Intrusive noise is intrusive. And as a teacher, I know teenagers have to be taught to have consideration for other people. My neighbours' parents must have missed that memo.

Redhead56 Sun 17-Apr-22 16:44:25

I do sympathise with you there’s nothing worse than the constant sound of a football against a fence. My dad wouldn’t allow a football kicked outside our house. My brothers could not play in our garden with a ball. If the neighbours boys ball came into the garden. My dad would put something sharp through it then send it back.

Pepper59 Sun 17-Apr-22 16:33:55

Balls don't really bother me. I don't get them often and usually just give them back over the fence when I'm in the garden. As another poster said, the teens will grow up and move on eventually, it won't be forever. I live in a place where it is family homes, so I try to make allowances. I'd rather the neighbours were having fun than fighting.
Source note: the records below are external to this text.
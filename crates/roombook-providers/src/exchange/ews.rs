//! EWS `GetUserAvailability` request building and response parsing.
//!
//! The request asks for the detailed free/busy view of a single room
//! mailbox. Times are exchanged in UTC: the request carries a zero-bias
//! `TimeZone`, so Exchange answers with offset-less timestamps that are
//! read back as UTC.

use std::io::Cursor;

use chrono::{DateTime, NaiveDateTime, Utc};
use quick_xml::Writer;
use quick_xml::events::{BytesDecl, BytesEnd, BytesStart, BytesText, Event};
use roombook_core::TimeWindow;
use tracing::{debug, warn};

use crate::error::{UpstreamError, UpstreamResult};
use crate::raw_event::{BusyStatus, RawEvent};

pub const SOAP_NS: &str = "http://schemas.xmlsoap.org/soap/envelope/";
pub const TYPES_NS: &str = "http://schemas.microsoft.com/exchange/services/2006/types";
pub const MESSAGES_NS: &str = "http://schemas.microsoft.com/exchange/services/2006/messages";

const EWS_TIME_FORMAT: &str = "%Y-%m-%dT%H:%M:%S";
const SERVER_VERSION: &str = "Exchange2010_SP1";

/// Builds the SOAP envelope for one mailbox.
pub fn availability_request(
    mailbox: &str,
    window: &TimeWindow,
    merged_interval_minutes: u32,
) -> UpstreamResult<String> {
    write_availability_request(mailbox, window, merged_interval_minutes).map_err(|e| {
        UpstreamError::malformed(format!("failed to build availability request: {e}"))
            .with_source(e)
    })
}

fn write_availability_request(
    mailbox: &str,
    window: &TimeWindow,
    merged_interval_minutes: u32,
) -> std::io::Result<String> {
    let mut w = SoapWriter::begin()?;
    w.start("m:GetUserAvailabilityRequest")?;

    // Zero-bias zone: timestamps in both directions are UTC.
    w.start("t:TimeZone")?;
    w.text_element("t:Bias", "0")?;
    for transition in ["t:StandardTime", "t:DaylightTime"] {
        w.start(transition)?;
        w.text_element("t:Bias", "0")?;
        w.text_element("t:Time", "00:00:00")?;
        w.text_element("t:DayOrder", "1")?;
        w.text_element("t:Month", "1")?;
        w.text_element("t:DayOfWeek", "Sunday")?;
        w.end(transition)?;
    }
    w.end("t:TimeZone")?;

    w.start("m:MailboxDataArray")?;
    w.start("t:MailboxData")?;
    w.start("t:Email")?;
    w.text_element("t:Address", mailbox)?;
    w.end("t:Email")?;
    w.text_element("t:AttendeeType", "Resource")?;
    w.text_element("t:ExcludeConflicts", "false")?;
    w.end("t:MailboxData")?;
    w.end("m:MailboxDataArray")?;

    w.start("t:FreeBusyViewOptions")?;
    w.start("t:TimeWindow")?;
    w.text_element("t:StartTime", &format_ews_time(window.start))?;
    w.text_element("t:EndTime", &format_ews_time(window.end))?;
    w.end("t:TimeWindow")?;
    w.text_element(
        "t:MergedFreeBusyIntervalInMinutes",
        &merged_interval_minutes.to_string(),
    )?;
    w.text_element("t:RequestedView", "Detailed")?;
    w.end("t:FreeBusyViewOptions")?;

    w.end("m:GetUserAvailabilityRequest")?;
    w.finish()
}

/// Writes one SOAP envelope with the EWS namespaces and server version.
pub(super) struct SoapWriter {
    writer: Writer<Cursor<Vec<u8>>>,
}

impl SoapWriter {
    /// Writes everything up to and including `<soap:Body>`.
    pub(super) fn begin() -> std::io::Result<Self> {
        let mut w = Self {
            writer: Writer::new(Cursor::new(Vec::new())),
        };
        w.writer
            .write_event(Event::Decl(BytesDecl::new("1.0", Some("utf-8"), None)))?;

        let mut envelope = BytesStart::new("soap:Envelope");
        envelope.push_attribute(("xmlns:soap", SOAP_NS));
        envelope.push_attribute(("xmlns:t", TYPES_NS));
        envelope.push_attribute(("xmlns:m", MESSAGES_NS));
        w.writer.write_event(Event::Start(envelope))?;

        w.start("soap:Header")?;
        w.empty("t:RequestServerVersion", &[("Version", SERVER_VERSION)])?;
        w.end("soap:Header")?;
        w.start("soap:Body")?;
        Ok(w)
    }

    pub(super) fn start(&mut self, name: &str) -> std::io::Result<()> {
        self.writer.write_event(Event::Start(BytesStart::new(name)))
    }

    pub(super) fn start_with(&mut self, name: &str, attrs: &[(&str, &str)]) -> std::io::Result<()> {
        let mut start = BytesStart::new(name);
        start.extend_attributes(attrs.iter().copied());
        self.writer.write_event(Event::Start(start))
    }

    pub(super) fn empty(&mut self, name: &str, attrs: &[(&str, &str)]) -> std::io::Result<()> {
        let mut element = BytesStart::new(name);
        element.extend_attributes(attrs.iter().copied());
        self.writer.write_event(Event::Empty(element))
    }

    pub(super) fn end(&mut self, name: &str) -> std::io::Result<()> {
        self.writer.write_event(Event::End(BytesEnd::new(name)))
    }

    pub(super) fn text_element(&mut self, name: &str, text: &str) -> std::io::Result<()> {
        self.start(name)?;
        self.writer.write_event(Event::Text(BytesText::new(text)))?;
        self.end(name)
    }

    /// Closes body and envelope.
    pub(super) fn finish(mut self) -> std::io::Result<String> {
        self.end("soap:Body")?;
        self.end("soap:Envelope")?;
        String::from_utf8(self.writer.into_inner().into_inner())
            .map_err(|e| std::io::Error::new(std::io::ErrorKind::InvalidData, e))
    }
}

fn format_ews_time(dt: DateTime<Utc>) -> String {
    dt.format(EWS_TIME_FORMAT).to_string()
}

/// Reads an EWS timestamp. Offset-less values are UTC.
pub(super) fn parse_ews_time(value: &str) -> Option<DateTime<Utc>> {
    let value = value.trim();
    if let Ok(dt) = DateTime::parse_from_rfc3339(value) {
        return Some(dt.with_timezone(&Utc));
    }
    NaiveDateTime::parse_from_str(value, EWS_TIME_FORMAT)
        .ok()
        .map(|naive| naive.and_utc())
}

#[derive(Debug, Default)]
struct PendingEvent {
    start: Option<String>,
    end: Option<String>,
    busy_type: Option<String>,
    subject: Option<String>,
    id: Option<String>,
}

impl PendingEvent {
    fn finish(self) -> Option<RawEvent> {
        let (Some(start), Some(end)) = (self.start.as_deref(), self.end.as_deref()) else {
            warn!("calendar event without start or end, skipping");
            return None;
        };
        let (Some(start), Some(end)) = (parse_ews_time(start), parse_ews_time(end)) else {
            warn!(start, end, "unparseable calendar event times, skipping");
            return None;
        };

        let mut event = RawEvent::busy(start, end).with_busy_status(
            self.busy_type
                .as_deref()
                .map(BusyStatus::parse)
                .unwrap_or_default(),
        );
        if let Some(subject) = self.subject.filter(|s| !s.trim().is_empty()) {
            event = event.with_subject(subject);
        }
        if let Some(id) = self.id {
            event = event.with_uid(id);
        }
        Some(event)
    }
}

/// Parses a `GetUserAvailabilityResponse` into raw events.
///
/// An error response message or SOAP fault becomes an [`UpstreamError`]
/// carrying an excerpt of the payload.
pub fn parse_availability_response(xml: &str) -> UpstreamResult<Vec<RawEvent>> {
    let mut reader = quick_xml::Reader::from_str(xml);
    reader.config_mut().trim_text(true);

    let mut path: Vec<String> = Vec::new();
    let mut events = Vec::new();
    let mut pending: Option<PendingEvent> = None;
    let mut response_class: Option<String> = None;
    let mut response_code: Option<String> = None;
    let mut message_text: Option<String> = None;
    let mut fault: Option<String> = None;
    let mut buf = Vec::new();

    loop {
        match reader.read_event_into(&mut buf) {
            Ok(Event::Start(e)) => {
                let name = String::from_utf8_lossy(e.local_name().as_ref()).into_owned();
                match name.as_str() {
                    "CalendarEvent" => pending = Some(PendingEvent::default()),
                    "ResponseMessage" => {
                        if let Ok(Some(attr)) = e.try_get_attribute("ResponseClass") {
                            response_class =
                                attr.unescape_value().ok().map(|v| v.into_owned());
                        }
                    }
                    _ => {}
                }
                path.push(name);
            }
            Ok(Event::Empty(e)) => {
                if e.local_name().as_ref() == b"ResponseMessage"
                    && let Ok(Some(attr)) = e.try_get_attribute("ResponseClass")
                {
                    response_class = attr.unescape_value().ok().map(|v| v.into_owned());
                }
            }
            Ok(Event::End(e)) => {
                let name = String::from_utf8_lossy(e.local_name().as_ref()).into_owned();
                if name == "CalendarEvent"
                    && let Some(event) = pending.take().and_then(PendingEvent::finish)
                {
                    events.push(event);
                }
                path.pop();
            }
            Ok(Event::Text(e)) => {
                let text = e.unescape().unwrap_or_default().into_owned();
                let Some(current) = path.last().map(String::as_str) else {
                    continue;
                };
                let parent = path.len().checked_sub(2).map(|i| path[i].as_str());
                match (current, pending.as_mut()) {
                    ("StartTime", Some(ev)) if parent == Some("CalendarEvent") => {
                        ev.start = Some(text)
                    }
                    ("EndTime", Some(ev)) if parent == Some("CalendarEvent") => {
                        ev.end = Some(text)
                    }
                    ("BusyType", Some(ev)) => ev.busy_type = Some(text),
                    ("Subject", Some(ev)) => ev.subject = Some(text),
                    ("ID", Some(ev)) => ev.id = Some(text),
                    ("ResponseCode", _) => response_code = Some(text),
                    ("MessageText", _) => message_text = Some(text),
                    ("faultstring", _) => fault = Some(text),
                    _ => {}
                }
            }
            Ok(Event::Eof) => break,
            Ok(_) => {}
            Err(e) => {
                return Err(UpstreamError::malformed(format!(
                    "invalid XML at position {}: {e}",
                    reader.buffer_position()
                ))
                .with_payload(xml)
                .with_source(e));
            }
        }
        buf.clear();
    }

    if let Some(fault) = fault {
        return Err(fault_error(response_code.as_deref(), &fault).with_payload(xml));
    }
    if response_class.as_deref() == Some("Error") {
        let code = response_code.unwrap_or_else(|| "ErrorUnknown".to_string());
        let message = message_text.unwrap_or_default();
        return Err(error_for_response_code(&code, &message).with_payload(xml));
    }
    if response_class.is_none() {
        return Err(
            UpstreamError::malformed("response carries no free/busy response message")
                .with_payload(xml),
        );
    }

    debug!(count = events.len(), "parsed free/busy events");
    Ok(events)
}

/// Reads a SOAP fault out of `xml`, if it is one.
///
/// The EWS `ResponseCode` in the fault detail decides the error kind;
/// faults without one are malformed.
pub fn parse_soap_fault(xml: &str) -> Option<UpstreamError> {
    let mut reader = quick_xml::Reader::from_str(xml);
    reader.config_mut().trim_text(true);

    let mut current: Option<String> = None;
    let mut fault: Option<String> = None;
    let mut response_code: Option<String> = None;
    let mut buf = Vec::new();
    loop {
        match reader.read_event_into(&mut buf) {
            Ok(Event::Start(e)) => {
                current = Some(String::from_utf8_lossy(e.local_name().as_ref()).into_owned());
            }
            Ok(Event::End(_)) => current = None,
            Ok(Event::Text(e)) => {
                let text = e.unescape().unwrap_or_default().into_owned();
                match current.as_deref() {
                    Some("faultstring") => fault = Some(text),
                    Some("ResponseCode") => response_code = Some(text),
                    _ => {}
                }
            }
            Ok(Event::Eof) | Err(_) => break,
            Ok(_) => {}
        }
        buf.clear();
    }
    fault.map(|fault| fault_error(response_code.as_deref(), &fault))
}

pub(super) fn fault_error(response_code: Option<&str>, fault: &str) -> UpstreamError {
    match response_code {
        Some(code) => error_for_response_code(code, fault),
        None => UpstreamError::malformed(format!("SOAP fault: {fault}")),
    }
}

/// Maps an EWS `ResponseCode` onto the error taxonomy.
pub(super) fn error_for_response_code(code: &str, message: &str) -> UpstreamError {
    let text = if message.is_empty() {
        code.to_string()
    } else {
        format!("{code}: {message}")
    };
    match code {
        "ErrorAccessDenied" | "ErrorImpersonationDenied" | "ErrorNonExistentMailbox" => {
            UpstreamError::auth(text)
        }
        "ErrorServerBusy" | "ErrorTimeoutExpired" | "ErrorMailboxStoreUnavailable" => {
            UpstreamError::unavailable(text)
        }
        _ => UpstreamError::malformed(text),
    }
}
Teacheranne Sun 17-Apr-22 15:23:58

BlueBelle

I ve got a house of eight kids one side with a lot of footballs coming over, as they grew up and peace finally reigned a family of two boys moved in the other side
I don’t mind getting their balls for them my own kids were young once I told them from the start I wouldn’t get any balls after 7.30 pm and they don’t knock and ask just wait for the next day
It doesn’t bother me too much to be honest If it happened too many times in one day I d say don’t come round any more today and they wouldn’t and as for people strimming or mowing the lawn it’s life you can’t expect people to live in silence when the suns out that’s unreasonable expectations

I agree with you, a few footballs over the fence and the sound of lawnmowers is part of living in a built up area. Children are allowed to play in their own gardens and people can cut their lawns when it suits them, it’s usually only for a short period of time, not hours at a time. If I wanted silence outside, I’d go and live in the country, but then I’d hear tractors and agricultural noise!

Eventually the boys playing in the garden will run out of balls to kick over! Once a lawn is cut, the lawn mower will stop. Other noises will still be there, traffic, planes, children playing, people having bbqs, dogs barking, music through open windows or police sirens.

Casdon Sun 17-Apr-22 14:43:29

Robin49

Casdon

It wouldn’t bother me to be honest, I like to hear people having a good time. They won’t be doing it for many more years anyway if they are teenagers, so it’s best to just put up with it, it’s not like they are doing it deliberately to annoy you.

I’d be more annoyed to hear somebody cutting their grass on Easter Sunday, so maybe leave that until tomorrow?

Why should she leave the grass until tomorrow. She’s quite entitled to cut her own grass when she wants. Where as her rude next door neighbours are not entitled to constantly kick balls over into her garden with no thought for her it anyone else.

The noise of people cutting their grass on Easter Sunday is intrusive, nobody wants to listen to machinery today, it’s just bad manners when so many people are outside enjoying the sun.
The noise of children and teenagers playing in their own gardens is a sign that they are together and having a good time, which I like to hear, particularly after two years when they couldn’t meet. Ball go over fences when people play football in the garden, but I think that’s a very minor inconvenience, not a big deal - I’m sure most people just throw them back.
Everybody is different, and has a different tolerance level, clearly.